Which of the lines in the data mention the string "whole"? List them all.

--- Supplied records ---

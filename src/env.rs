//! Scoped mutators for process-global state (POSIX only!).
//!
//! Each guard saves the state it is about to mutate and restores it in
//! `Drop`, so restoration runs on every exit path, including unwinding
//! panics. The environment table and working directory are shared by
//! the whole process: a guard assumes exclusive ownership of them for
//! its lifetime, and the guards are not safe to use from multiple
//! threads at once. Tests that use them should serialize (e.g. behind a
//! mutex or with `--test-threads=1`).

use std::collections::HashMap;
use std::env;
use std::ffi::OsString;
use std::path::{Path, PathBuf};

use crate::error::Result;

/// Environment variable naming the active virtual environment root.
pub const VIRTUAL_ENV_VAR: &str = "VIRTUAL_ENV";

/// Environment variable naming the venv's interpreter launcher.
pub const PYVENV_LAUNCHER_VAR: &str = "__PYVENV_LAUNCHER__";

// SAFETY for all set_var/remove_var calls in this module: the guards'
// documented contract is exclusive single-threaded ownership of the
// environment table for their lifetime.

/// Scoped guard that changes the working directory and changes back.
pub struct CurrentDirGuard {
    saved: PathBuf,
}

impl CurrentDirGuard {
    /// Change to `target`, remembering the current directory.
    pub fn change(target: impl AsRef<Path>) -> Result<CurrentDirGuard> {
        let saved = env::current_dir()?;
        env::set_current_dir(target)?;
        Ok(CurrentDirGuard { saved })
    }
}

impl Drop for CurrentDirGuard {
    fn drop(&mut self) {
        // Nothing useful to do with a failure during unwinding
        let _ = env::set_current_dir(&self.saved);
    }
}

/// Scoped guard that prepends a directory to PATH.
pub struct PathGuard {
    saved: Option<OsString>,
}

impl PathGuard {
    /// Put `dir` at the front of PATH, remembering the prior value.
    pub fn prepend(dir: impl AsRef<Path>) -> PathGuard {
        let saved = env::var_os("PATH");
        let prefixed = match &saved {
            Some(current) => {
                let mut joined = OsString::from(dir.as_ref());
                joined.push(":");
                joined.push(current);
                joined
            }
            None => dir.as_ref().into(),
        };
        unsafe {
            env::set_var("PATH", prefixed);
        }
        PathGuard { saved }
    }
}

impl Drop for PathGuard {
    fn drop(&mut self) {
        unsafe {
            match self.saved.take() {
                Some(value) => env::set_var("PATH", value),
                None => env::remove_var("PATH"),
            }
        }
    }
}

/// Scoped activation of a virtual environment (POSIX only!).
///
/// Sets the venv marker variables and exposes `<venv>/bin` at the front
/// of PATH. On drop the *complete* prior environment is restored from a
/// snapshot, not just the keys that were touched, so anything the
/// activated scope exported is discarded too.
pub struct VenvActivation {
    snapshot: HashMap<OsString, OsString>,
    _path: PathGuard,
}

impl VenvActivation {
    /// Activate the venv rooted at `venv_dir`.
    pub fn activate(venv_dir: impl AsRef<Path>) -> VenvActivation {
        let snapshot: HashMap<OsString, OsString> = env::vars_os().collect();
        let venv_dir = venv_dir.as_ref();
        unsafe {
            env::set_var(VIRTUAL_ENV_VAR, venv_dir);
            env::set_var(
                PYVENV_LAUNCHER_VAR,
                format!("{}/bin/python", venv_dir.display()),
            );
        }
        let path = PathGuard::prepend(venv_dir.join("bin"));
        VenvActivation {
            snapshot,
            _path: path,
        }
    }
}

impl Drop for VenvActivation {
    fn drop(&mut self) {
        unsafe {
            for (key, _) in env::vars_os() {
                env::remove_var(&key);
            }
            for (key, value) in self.snapshot.drain() {
                env::set_var(key, value);
            }
        }
        // The PathGuard field drops afterwards; its saved PATH is the
        // same pre-activation value the snapshot just restored.
    }
}
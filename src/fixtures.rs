//! Reusable fixtures for integration suites.
//!
//! A fixture here is an RAII value: its scope is the binding's lifetime
//! and its teardown is `Drop`, so cleanup happens whether the test
//! passed or failed. Creating a venv is relatively expensive, so share
//! one across as wide a scope as the suite allows.

use anyhow::{Context, Result};
use std::path::{Path, PathBuf};
use tempfile::TempDir;

use crate::commands::{VenvStyle, create_venv_cmd};
use crate::env::VenvActivation;
use crate::process::run;

/// A disposable virtual environment in its own temporary directory.
///
/// The whole tree is removed when the fixture drops.
///
/// # Example
/// ```no_run
/// use pypiserver_testing::VenvFixture;
///
/// let venv = VenvFixture::create().unwrap();
/// assert!(venv.bin_dir().join("pip").exists());
/// // dropped here; the directory is gone
/// ```
#[derive(Debug)]
pub struct VenvFixture {
    // Held for its Drop: removes the tree containing the venv.
    _root: TempDir,
    venv_dir: PathBuf,
}

impl VenvFixture {
    /// Create a venv with the default interpreter and invocation style.
    pub fn create() -> Result<VenvFixture> {
        Self::builder().create()
    }

    /// Start configuring a venv fixture.
    pub fn builder() -> VenvFixtureBuilder {
        VenvFixtureBuilder {
            python: None,
            style: None,
            args: Vec::new(),
        }
    }

    /// Get the venv's root directory.
    pub fn path(&self) -> &Path {
        &self.venv_dir
    }

    /// Get the venv's executable directory (POSIX layout).
    pub fn bin_dir(&self) -> PathBuf {
        self.venv_dir.join("bin")
    }

    /// Get the venv's interpreter launcher.
    pub fn interpreter(&self) -> PathBuf {
        self.bin_dir().join("python")
    }

    /// Activate this venv for the lifetime of the returned guard.
    pub fn activate(&self) -> VenvActivation {
        VenvActivation::activate(&self.venv_dir)
    }
}

/// Builder for [`VenvFixture`].
pub struct VenvFixtureBuilder {
    python: Option<String>,
    style: Option<VenvStyle>,
    args: Vec<String>,
}

impl VenvFixtureBuilder {
    /// Select the interpreter, as a basename (like "python3.11") or a
    /// full path. Defaults to [`crate::commands::default_python`].
    pub fn python(mut self, python: impl Into<String>) -> Self {
        self.python = Some(python.into());
        self
    }

    /// Select the invocation style. Defaults to [`VenvStyle::resolved`].
    pub fn style(mut self, style: VenvStyle) -> Self {
        self.style = Some(style);
        self
    }

    /// Append an extra argument for the venv-creation tool.
    pub fn arg(mut self, arg: impl Into<String>) -> Self {
        self.args.push(arg.into());
        self
    }

    /// Create the venv.
    pub fn create(self) -> Result<VenvFixture> {
        let root = TempDir::new().context("failed to create venv scratch directory")?;
        let venv_dir = root.path().join("venv");
        let style = self.style.unwrap_or_else(VenvStyle::resolved);
        let cmd = create_venv_cmd(&venv_dir, self.python.as_deref(), style, &self.args);
        run(&cmd).with_context(|| format!("failed to create venv at {}", venv_dir.display()))?;
        Ok(VenvFixture {
            _root: root,
            venv_dir,
        })
    }
}

/// A venv fixture that is active for as long as it lives.
///
/// Composes a [`VenvFixture`] with a [`VenvActivation`] whose lifetime
/// matches the fixture's. Field order matters: the environment is
/// restored before the venv tree is removed.
pub struct ActiveVenv {
    _activation: VenvActivation,
    venv: VenvFixture,
}

impl ActiveVenv {
    /// Create and activate a venv with the defaults.
    pub fn create() -> Result<ActiveVenv> {
        Ok(Self::from_venv(VenvFixture::create()?))
    }

    /// Activate an existing venv fixture, taking ownership of it.
    pub fn from_venv(venv: VenvFixture) -> ActiveVenv {
        let activation = venv.activate();
        ActiveVenv {
            _activation: activation,
            venv,
        }
    }

    /// Get the venv's root directory.
    pub fn path(&self) -> &Path {
        self.venv.path()
    }

    /// Get the underlying venv fixture.
    pub fn venv(&self) -> &VenvFixture {
        &self.venv
    }
}

/// Get the path to the bundled sample package source tree.
///
/// The package is a minimal installable project used by upload tests:
/// build an sdist or wheel from it, then push the artifact at the index
/// under test.
pub fn sample_package_dir() -> PathBuf {
    PathBuf::from(env!("CARGO_MANIFEST_DIR")).join("data/simple_pkg")
}
//! The product feed: an append-only page accumulator behind "load more".

use storefront_commerce::catalog::{Product, ProductPage};
use tracing::debug;

use crate::error::FeedError;
use crate::request::{PageRequest, SortField, SortOrder};
use crate::source::CatalogSource;

/// Whether a page load is in flight.
///
/// The guard is explicit state rather than something inferred from caller
/// timing: a load-more trigger arriving while `Loading` is rejected, not
/// queued and not parallelized, so pages can never be appended twice or
/// out of order.
#[derive(Debug, Clone, Copy, PartialEq, Eq, Default)]
pub enum FeedState {
    /// No load in flight; the next page may be requested.
    #[default]
    Idle,
    /// A page fetch is outstanding.
    Loading,
}

/// Incrementally accumulates catalog pages into one ordered product list.
///
/// Pages are fetched strictly in increasing page-number order and never
/// re-fetched or reordered. Whether more pages remain is decided by the
/// server-reported total `count`, never by the size of the last page, so
/// a final partial page terminates the feed correctly.
///
/// The feed can be driven two ways:
///
/// - [`load_next`](ProductFeed::load_next) does the whole
///   begin/fetch/settle cycle against a [`CatalogSource`].
/// - [`begin`](ProductFeed::begin), [`complete`](ProductFeed::complete)
///   and [`fail`](ProductFeed::fail) expose the state machine directly
///   for callers that own their own fetch scheduling.
///
/// A failed fetch leaves every previously accumulated page intact and
/// does not advance the page counter; the same page is handed out again
/// on the next `begin`.
#[derive(Debug)]
pub struct ProductFeed {
    pages: Vec<ProductPage>,
    state: FeedState,
    page_size: u32,
    sort_by: SortField,
    order_by: SortOrder,
}

impl ProductFeed {
    /// Create an empty feed with the given page size.
    pub fn new(page_size: u32) -> Self {
        Self {
            pages: Vec::new(),
            state: FeedState::Idle,
            page_size,
            sort_by: SortField::default(),
            order_by: SortOrder::default(),
        }
    }

    /// Override the sort the feed requests pages under.
    ///
    /// The sort is fixed for the lifetime of the feed; mixing sorts across
    /// pages would break the append-in-order invariant.
    pub fn with_sort(mut self, sort_by: SortField, order_by: SortOrder) -> Self {
        self.sort_by = sort_by;
        self.order_by = order_by;
        self
    }

    /// Start the next page load.
    ///
    /// Returns the request for the next unfetched page and moves the feed
    /// to `Loading`. Rejects with [`FeedError::LoadInFlight`] if a load is
    /// already outstanding and with [`FeedError::Exhausted`] once the
    /// accumulated pages cover the server-reported count.
    pub fn begin(&mut self) -> Result<PageRequest, FeedError> {
        if self.state == FeedState::Loading {
            return Err(FeedError::LoadInFlight);
        }
        if !self.has_next() {
            return Err(FeedError::Exhausted {
                count: self.total_count().unwrap_or(0),
            });
        }
        self.state = FeedState::Loading;
        let page = self.pages.len() as u32 + 1;
        Ok(PageRequest::page(page)
            .with_rows(self.page_size)
            .with_sort(self.sort_by, self.order_by))
    }

    /// Settle the in-flight load with a fetched page.
    ///
    /// Appends the page in fetch order and returns the feed to idle.
    pub fn complete(&mut self, page: ProductPage) {
        debug!(
            page = self.pages.len() + 1,
            received = page.len(),
            total = page.count,
            "feed page accumulated"
        );
        self.pages.push(page);
        self.state = FeedState::Idle;
    }

    /// Settle the in-flight load as failed.
    ///
    /// No page is appended and the page counter does not advance, so the
    /// next [`begin`](ProductFeed::begin) retries the same page.
    pub fn fail(&mut self) {
        self.state = FeedState::Idle;
    }

    /// Fetch and accumulate the next page from `source`.
    ///
    /// Returns the number of products the page carried. On failure the
    /// catalog error is surfaced to the caller and the feed's accumulated
    /// pages are untouched.
    pub async fn load_next(&mut self, source: &dyn CatalogSource) -> Result<usize, FeedError> {
        let request = self.begin()?;
        match source.fetch_page(&request).await {
            Ok(page) => {
                let received = page.len();
                self.complete(page);
                Ok(received)
            }
            Err(e) => {
                self.fail();
                Err(e.into())
            }
        }
    }

    /// Whether more pages remain to be fetched.
    ///
    /// `pages * page_size < count`, using the count reported on the most
    /// recent page. An empty feed assumes more is available until the
    /// first page says otherwise.
    pub fn has_next(&self) -> bool {
        match self.total_count() {
            None => true,
            Some(count) => (self.pages.len() as u64) * u64::from(self.page_size) < count,
        }
    }

    /// Whether a page load is in flight.
    pub fn is_loading(&self) -> bool {
        self.state == FeedState::Loading
    }

    /// Current guard state.
    pub fn state(&self) -> FeedState {
        self.state
    }

    /// All accumulated products, flattened in page order.
    pub fn products(&self) -> impl Iterator<Item = &Product> + '_ {
        self.pages.iter().flat_map(|p| p.products.iter())
    }

    /// Number of products accumulated so far.
    pub fn loaded_count(&self) -> usize {
        self.pages.iter().map(ProductPage::len).sum()
    }

    /// Server-reported total count, from the most recent page.
    ///
    /// `None` until the first page has been fetched. The count is assumed
    /// stable across pages within one feed.
    pub fn total_count(&self) -> Option<u64> {
        self.pages.last().map(|p| p.count)
    }

    /// Number of pages fetched so far.
    pub fn pages_loaded(&self) -> usize {
        self.pages.len()
    }

    /// The configured page size.
    pub fn page_size(&self) -> u32 {
        self.page_size
    }
}

#[cfg(test)]
mod tests {
    use super::*;
    use crate::error::CatalogError;
    use crate::source::CatalogSource;
    use async_trait::async_trait;
    use std::sync::Mutex;

    fn product(id: u64) -> Product {
        Product {
            id,
            name: format!("Product {}", id),
            description: "Test".to_string(),
            image: "/p.png".to_string(),
            price: "1.00".to_string(),
            created_at: "2024-01-01T00:00:00Z".to_string(),
        }
    }

    fn page(ids: impl IntoIterator<Item = u64>, count: u64) -> ProductPage {
        ProductPage {
            products: ids.into_iter().map(product).collect(),
            count,
        }
    }

    /// Source that replays a script of page results, one per fetch.
    struct ScriptedCatalog {
        script: Mutex<Vec<Result<ProductPage, CatalogError>>>,
        requests: Mutex<Vec<PageRequest>>,
    }

    impl ScriptedCatalog {
        fn new(script: Vec<Result<ProductPage, CatalogError>>) -> Self {
            Self {
                script: Mutex::new(script),
                requests: Mutex::new(Vec::new()),
            }
        }

        fn seen_pages(&self) -> Vec<u32> {
            self.requests.lock().unwrap().iter().map(|r| r.page).collect()
        }
    }

    #[async_trait]
    impl CatalogSource for ScriptedCatalog {
        async fn fetch_page(&self, request: &PageRequest) -> Result<ProductPage, CatalogError> {
            self.requests.lock().unwrap().push(*request);
            self.script.lock().unwrap().remove(0)
        }
    }

    #[test]
    fn test_empty_feed_assumes_more() {
        let feed = ProductFeed::new(10);
        assert!(feed.has_next());
        assert!(!feed.is_loading());
        assert_eq!(feed.total_count(), None);
        assert_eq!(feed.loaded_count(), 0);
    }

    #[test]
    fn test_begin_hands_out_next_page() {
        let mut feed = ProductFeed::new(10);
        let request = feed.begin().unwrap();
        assert_eq!(request.page, 1);
        assert_eq!(request.rows, 10);
        assert!(feed.is_loading());
    }

    #[test]
    fn test_begin_while_loading_is_rejected() {
        let mut feed = ProductFeed::new(10);
        feed.begin().unwrap();
        let err = feed.begin().unwrap_err();
        assert!(matches!(err, FeedError::LoadInFlight));
        // Still exactly one load outstanding.
        assert!(feed.is_loading());
        assert_eq!(feed.pages_loaded(), 0);
    }

    #[test]
    fn test_fail_allows_retry_of_same_page() {
        let mut feed = ProductFeed::new(10);
        let first = feed.begin().unwrap();
        feed.fail();
        assert!(!feed.is_loading());
        let retry = feed.begin().unwrap();
        assert_eq!(first.page, retry.page);
    }

    #[test]
    fn test_partial_last_page_exhausts_feed() {
        // Page size 10, server count 15: two pages cover everything.
        let mut feed = ProductFeed::new(10);

        feed.begin().unwrap();
        feed.complete(page(1..=10, 15));
        assert!(feed.has_next());

        feed.begin().unwrap();
        feed.complete(page(11..=15, 15));
        assert!(!feed.has_next());

        let ids: Vec<u64> = feed.products().map(|p| p.id).collect();
        assert_eq!(ids, (1..=15).collect::<Vec<u64>>());
        assert_eq!(feed.loaded_count(), 15);
    }

    #[test]
    fn test_has_next_uses_count_not_page_length() {
        let mut feed = ProductFeed::new(10);
        feed.begin().unwrap();
        // Server sent a short page but reports 30 products overall.
        feed.complete(page(1..=7, 30));
        assert!(feed.has_next());
    }

    #[test]
    fn test_exhausted_begin_is_rejected() {
        let mut feed = ProductFeed::new(10);
        feed.begin().unwrap();
        feed.complete(page(1..=8, 8));
        let err = feed.begin().unwrap_err();
        assert!(matches!(err, FeedError::Exhausted { count: 8 }));
    }

    #[test]
    fn test_begin_carries_feed_sort() {
        let mut feed = ProductFeed::new(10).with_sort(SortField::Price, SortOrder::Desc);
        let request = feed.begin().unwrap();
        assert_eq!(request.sort_by, SortField::Price);
        assert_eq!(request.order_by, SortOrder::Desc);
    }

    #[tokio::test]
    async fn test_load_next_accumulates_in_order() {
        let catalog = ScriptedCatalog::new(vec![
            Ok(page(1..=10, 15)),
            Ok(page(11..=15, 15)),
        ]);
        let mut feed = ProductFeed::new(10);

        feed.load_next(&catalog).await.unwrap();
        assert!(feed.has_next());
        feed.load_next(&catalog).await.unwrap();
        assert!(!feed.has_next());

        assert_eq!(catalog.seen_pages(), vec![1, 2]);
        assert_eq!(feed.total_count(), Some(15));
    }

    #[tokio::test]
    async fn test_failed_load_keeps_prior_pages() {
        let catalog = ScriptedCatalog::new(vec![
            Ok(page(1..=10, 25)),
            Err(CatalogError::Connection("connection reset".to_string())),
            Ok(page(11..=20, 25)),
        ]);
        let mut feed = ProductFeed::new(10);

        feed.load_next(&catalog).await.unwrap();
        let err = feed.load_next(&catalog).await.unwrap_err();
        assert!(matches!(err, FeedError::Catalog(CatalogError::Connection(_))));

        // First page intact, guard released, page 2 retried.
        assert_eq!(feed.loaded_count(), 10);
        assert!(!feed.is_loading());
        feed.load_next(&catalog).await.unwrap();
        assert_eq!(catalog.seen_pages(), vec![1, 2, 2]);
        assert_eq!(feed.loaded_count(), 20);
    }
}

---

The completed task:
//! the whole process: a guard assumes exclusive ownership of them for
/// The whole tree is removed when the fixture drops.
/// - [`load_next`](ProductFeed::load_next) does the whole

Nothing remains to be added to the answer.